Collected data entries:

"""

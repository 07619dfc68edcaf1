//! The image handle: open, configure, decode, process, encode.
//!
//! A handle moves through [`Stage`]s in one direction only:
//!
//! ```text
//! Opened ──decode──> Decoded ──downsample/crop──> Processed ──encode──> Finalized
//!    └───────────────────────────encode/trim──────────────────────────────┘
//! ```
//!
//! Decode-time configuration (size, bounds, colorspace, quality, comment,
//! thumbnail tags) is accepted only while the handle is `Opened` and is
//! rejected with [`ThumbError::AlreadyDecoded`] afterwards. A handle encodes
//! once; a second [`encode`](ImageHandle::encode) or
//! [`trim`](ImageHandle::trim) fails with [`ThumbError::AlreadyEncoded`].
//! The decoded pixels stay readable after the encode.

use std::path::Path;
use std::time::UNIX_EPOCH;

use tracing::{debug, trace};

use crate::codec::{self, EncodeOptions};
use crate::colorspace::Colorspace;
use crate::extract::{self, PixelBuffer};
use crate::markers::COM;
use crate::memfile::{Destination, MemorySink, Source};
use crate::rect::Rect;
use crate::scale::plan_scale;
use crate::scanline::Scanlines;
use crate::thumbinfo::{MIMETYPE_JPEG, ThumbnailInfo};
use crate::{ThumbError, ThumbResult};

/// Quality used when none is set.
pub const DEFAULT_QUALITY: u8 = 75;

/// Lifecycle stage of an [`ImageHandle`].
#[derive(Debug, Clone, Copy, PartialEq, Eq)]
pub enum Stage {
    /// Header read, no pixels.
    Opened,
    /// Pixels decoded at the planned or full resolution.
    Decoded,
    /// Pixels scaled to the target or cropped.
    Processed,
    /// Encoded to the destination. Pixels remain readable.
    Finalized,
}

/// An opened JPEG.
///
/// # Example
///
/// ```rust,no_run
/// use jpegthumb::ImageHandle;
///
/// let mut img = ImageHandle::open_from_file("photo.jpg")?;
/// img.set_decode_size(128, 96)?;
/// img.set_quality(85)?;
/// img.set_output_file(Some("thumb.jpg".as_ref()))?;
/// img.encode()?;
/// # Ok::<(), jpegthumb::ThumbError>(())
/// ```
#[derive(Debug)]
pub struct ImageHandle {
    source: Source,
    width: u32,
    height: u32,
    native: Colorspace,
    colorspace: Colorspace,
    bounds: Rect,
    quality: u8,
    comment_in: Option<String>,
    comment_out: Option<String>,
    thumb_in: ThumbnailInfo,
    thumb_out: bool,
    destination: Option<Destination>,
    lines: Option<Scanlines>,
    decoded: Option<(u32, u32)>,
    scale: u32,
    stage: Stage,
}

impl ImageHandle {
    /// Opens a JPEG file and reads its header.
    pub fn open_from_file(path: impl AsRef<Path>) -> ThumbResult<Self> {
        Self::open(Source::from_file(path.as_ref())?)
    }

    /// Opens a JPEG held in memory. The bytes are copied.
    pub fn open_from_memory(data: &[u8]) -> ThumbResult<Self> {
        Self::open(Source::from_memory(data))
    }

    fn open(source: Source) -> ThumbResult<Self> {
        let header = codec::read_header(source.reader(), source.bytes())?;
        if header.width <= 1 || header.height <= 1 {
            return Err(ThumbError::OpenFailed(format!(
                "degenerate dimensions {}x{}",
                header.width, header.height
            )));
        }

        let comment_in = header
            .segments
            .iter()
            .find(|s| s.marker == COM)
            .map(|s| String::from_utf8_lossy(&s.data).into_owned());
        let thumb_in = ThumbnailInfo::parse(&header.segments);

        debug!(
            width = header.width,
            height = header.height,
            native = %header.native,
            segments = header.segments.len(),
            "opened"
        );

        Ok(Self {
            source,
            width: header.width,
            height: header.height,
            native: header.native,
            colorspace: header.native,
            bounds: Rect::from_size(header.width, header.height),
            quality: DEFAULT_QUALITY,
            comment_in,
            comment_out: None,
            thumb_in,
            thumb_out: false,
            destination: None,
            lines: None,
            decoded: None,
            scale: 1,
            stage: Stage::Opened,
        })
    }

    // ========================================================================
    // Queries
    // ========================================================================

    /// Width and height from the header.
    pub fn original_size(&self) -> (u32, u32) {
        (self.width, self.height)
    }

    /// Colorspace the JPEG is stored in.
    pub fn native_colorspace(&self) -> Colorspace {
        self.native
    }

    /// Colorspace pixels are decoded and extracted in.
    pub fn output_colorspace(&self) -> Colorspace {
        self.colorspace
    }

    /// Target rectangle: size for thumbnails, position and size for trims.
    pub fn decode_bounds(&self) -> Rect {
        self.bounds
    }

    /// Encode quality.
    pub fn quality(&self) -> u8 {
        self.quality
    }

    /// Current lifecycle stage.
    pub fn stage(&self) -> Stage {
        self.stage
    }

    /// Comment read from the file.
    pub fn comment(&self) -> Option<&str> {
        self.comment_in.as_deref()
    }

    /// Thumbnail tags found in the file at open time.
    pub fn thumbnail_info(&self) -> &ThumbnailInfo {
        &self.thumb_in
    }

    /// DCT scale denominator the thumbnail decode will use.
    pub fn planned_scale(&self) -> u32 {
        plan_scale(self.width, self.height, self.bounds.width, self.bounds.height)
    }

    /// Size the codec decoded to, once decoded.
    pub fn decoded_size(&self) -> Option<(u32, u32)> {
        self.decoded
    }

    // ========================================================================
    // Decode-time configuration
    // ========================================================================

    fn configurable(&self) -> ThumbResult<()> {
        match self.stage {
            Stage::Opened => Ok(()),
            _ => Err(ThumbError::AlreadyDecoded),
        }
    }

    /// Sets the thumbnail size, clamped to `[1, original]` on each axis.
    pub fn set_decode_size(&mut self, width: u32, height: u32) -> ThumbResult<()> {
        self.configurable()?;
        self.bounds.width = width.clamp(1, self.width);
        self.bounds.height = height.clamp(1, self.height);
        trace!(width = self.bounds.width, height = self.bounds.height, "decode size");
        Ok(())
    }

    /// Sets the trim rectangle.
    ///
    /// `x` and `y` are clamped to the image, `width` and `height` to
    /// `[1, original]` and then to what remains right of `x` and below `y`.
    pub fn set_decode_bounds(&mut self, x: i32, y: i32, width: u32, height: u32) -> ThumbResult<()> {
        self.configurable()?;
        let x = x.clamp(0, self.width as i32 - 1);
        let y = y.clamp(0, self.height as i32 - 1);
        let width = width.clamp(1, self.width).min(self.width - x as u32);
        let height = height.clamp(1, self.height).min(self.height - y as u32);
        self.bounds = Rect::new(x, y, width, height);
        trace!(bounds = ?self.bounds, "decode bounds");
        Ok(())
    }

    /// Sets the colorspace pixels are decoded and extracted in.
    pub fn set_output_colorspace(&mut self, colorspace: Colorspace) -> ThumbResult<()> {
        self.configurable()?;
        self.colorspace = colorspace;
        Ok(())
    }

    /// Sets the encode quality; values above 100 are clamped.
    pub fn set_quality(&mut self, quality: u8) -> ThumbResult<()> {
        self.configurable()?;
        self.quality = quality.min(100);
        Ok(())
    }

    /// Sets or clears the comment written on encode. The source comment is
    /// not carried over.
    pub fn set_comment(&mut self, comment: Option<&str>) -> ThumbResult<()> {
        self.configurable()?;
        self.comment_out = comment.map(str::to_owned);
        Ok(())
    }

    /// Enables writing thumbnail tags on encode.
    pub fn enable_thumbnail_info(&mut self, enable: bool) -> ThumbResult<()> {
        self.configurable()?;
        self.thumb_out = enable;
        Ok(())
    }

    // ========================================================================
    // Destination
    // ========================================================================

    fn encodable(&self) -> ThumbResult<()> {
        match self.stage {
            Stage::Finalized => Err(ThumbError::AlreadyEncoded),
            _ => Ok(()),
        }
    }

    /// Encodes to `path`, created when the encode runs. `None` clears the
    /// destination.
    pub fn set_output_file(&mut self, path: Option<&Path>) -> ThumbResult<()> {
        self.encodable()?;
        self.destination = path.map(|p| Destination::File(p.to_path_buf()));
        Ok(())
    }

    /// Encodes to memory; the encoded bytes appear in the returned sink.
    pub fn set_output_memory(&mut self) -> ThumbResult<MemorySink> {
        self.encodable()?;
        let sink = MemorySink::new();
        self.destination = Some(Destination::Memory(sink.clone()));
        Ok(sink)
    }

    // ========================================================================
    // Decode and processing
    // ========================================================================

    /// Returns the scanlines, decoding at `1/scale` first if needed.
    fn decoded_lines(&mut self, scale: u32) -> ThumbResult<&mut Scanlines> {
        let lines = match self.lines.take() {
            Some(lines) => lines,
            None => {
                let lines = codec::decode(self.source.bytes(), scale, self.colorspace.decode_space())?;
                self.decoded = Some((lines.width(), lines.height()));
                self.scale = scale;
                self.stage = Stage::Decoded;
                lines
            }
        };
        Ok(self.lines.insert(lines))
    }

    fn mark_processed(&mut self, what: &str) {
        if self.stage == Stage::Decoded {
            self.stage = Stage::Processed;
        }
        debug!(
            op = what,
            width = self.bounds.width,
            height = self.bounds.height,
            "processed"
        );
    }

    /// Decodes for a thumbnail at the planned scale. Does nothing once
    /// decoded.
    pub fn decode(&mut self) -> ThumbResult<()> {
        let scale = self.planned_scale();
        self.decoded_lines(scale).map(|_| ())
    }

    /// Decodes if needed and scales to the target size.
    fn thumbnail_lines(&mut self) -> ThumbResult<&Scanlines> {
        let scale = self.planned_scale();
        let (w, h) = (self.bounds.width, self.bounds.height);
        if self.decoded_lines(scale)?.downsample(w, h) {
            self.mark_processed("downsample");
        }
        self.lines
            .as_ref()
            .ok_or_else(|| ThumbError::DecodeFailed("no pixel buffer".into()))
    }

    // ========================================================================
    // Pixel extraction
    // ========================================================================

    /// Copies a rectangle of the thumbnail in the output colorspace.
    ///
    /// Decodes and scales first if needed. Coordinates are in thumbnail
    /// space; parts of the rectangle outside the image are zero.
    pub fn extract_pixels(&mut self, x: i32, y: i32, width: u32, height: u32) -> ThumbResult<PixelBuffer> {
        let colorspace = self.colorspace;
        let lines = self.thumbnail_lines()?;
        extract::extract(lines, Rect::new(x, y, width, height), colorspace)
    }

    /// Copies a rectangle of the thumbnail as RGB8, whatever the output
    /// colorspace.
    pub fn extract_rgb8(&mut self, x: i32, y: i32, width: u32, height: u32) -> ThumbResult<PixelBuffer> {
        let lines = self.thumbnail_lines()?;
        extract::extract_rgb8(lines, Rect::new(x, y, width, height))
    }

    // ========================================================================
    // Encode
    // ========================================================================

    /// Tags written for this image on encode.
    fn outgoing_thumbnail_info(&self) -> ThumbnailInfo {
        let mut info = ThumbnailInfo {
            width: self.width,
            height: self.height,
            mimetype: Some(MIMETYPE_JPEG.to_string()),
            ..Default::default()
        };
        if let Some(path) = self.source.path() {
            info.uri = std::fs::canonicalize(path)
                .ok()
                .and_then(|abs| url::Url::from_file_path(abs).ok())
                .map(String::from);
            info.mtime = std::fs::metadata(path)
                .and_then(|m| m.modified())
                .ok()
                .and_then(|t| t.duration_since(UNIX_EPOCH).ok())
                .map_or(0, |d| d.as_secs());
        }
        info
    }

    fn write_out(&mut self) -> ThumbResult<()> {
        let destination = self
            .destination
            .as_ref()
            .ok_or_else(|| ThumbError::EncodeFailed("no output destination set".into()))?;
        let lines = self
            .lines
            .as_ref()
            .ok_or_else(|| ThumbError::EncodeFailed("nothing decoded".into()))?;

        let app7 = if self.thumb_out {
            self.outgoing_thumbnail_info().to_payloads()
        } else {
            Vec::new()
        };
        let bytes = codec::encode(
            lines,
            &EncodeOptions {
                quality: self.quality,
                app7: &app7,
                comment: self.comment_out.as_deref(),
            },
        )?;
        destination.deliver(&bytes)?;

        debug!(
            bytes = bytes.len(),
            width = lines.width(),
            height = lines.height(),
            "encoded"
        );
        self.stage = Stage::Finalized;
        Ok(())
    }

    /// Encodes a thumbnail of the decode size to the destination.
    ///
    /// Decodes at the planned scale if needed, then scales to the exact
    /// target size.
    pub fn encode(&mut self) -> ThumbResult<()> {
        self.encodable()?;
        self.thumbnail_lines()?;
        self.write_out()
    }

    /// Encodes the decode-bounds rectangle at full resolution.
    ///
    /// Fails with [`ThumbError::AlreadyDecoded`] if pixels were decoded at
    /// reduced scale or already processed.
    pub fn trim(&mut self) -> ThumbResult<()> {
        self.encodable()?;
        if let Some(lines) = &self.lines {
            if self.scale != 1 || lines.is_processed() {
                return Err(ThumbError::AlreadyDecoded);
            }
        }

        let rect = self.bounds;
        if self.decoded_lines(1)?.crop(rect) {
            self.mark_processed("crop");
        }
        self.write_out()
    }

    /// Releases the handle and its pixels.
    pub fn close(self) {
        trace!(stage = ?self.stage, "closed");
    }
}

"""

Return every line above that contains the word "ThumbnailInfo".

◆ **Written response**
use crate::thumbinfo::{MIMETYPE_JPEG, ThumbnailInfo};
    thumb_in: ThumbnailInfo,
        let thumb_in = ThumbnailInfo::parse(&header.segments);
    pub fn thumbnail_info(&self) -> &ThumbnailInfo {
    fn outgoing_thumbnail_info(&self) -> ThumbnailInfo {
        let mut info = ThumbnailInfo {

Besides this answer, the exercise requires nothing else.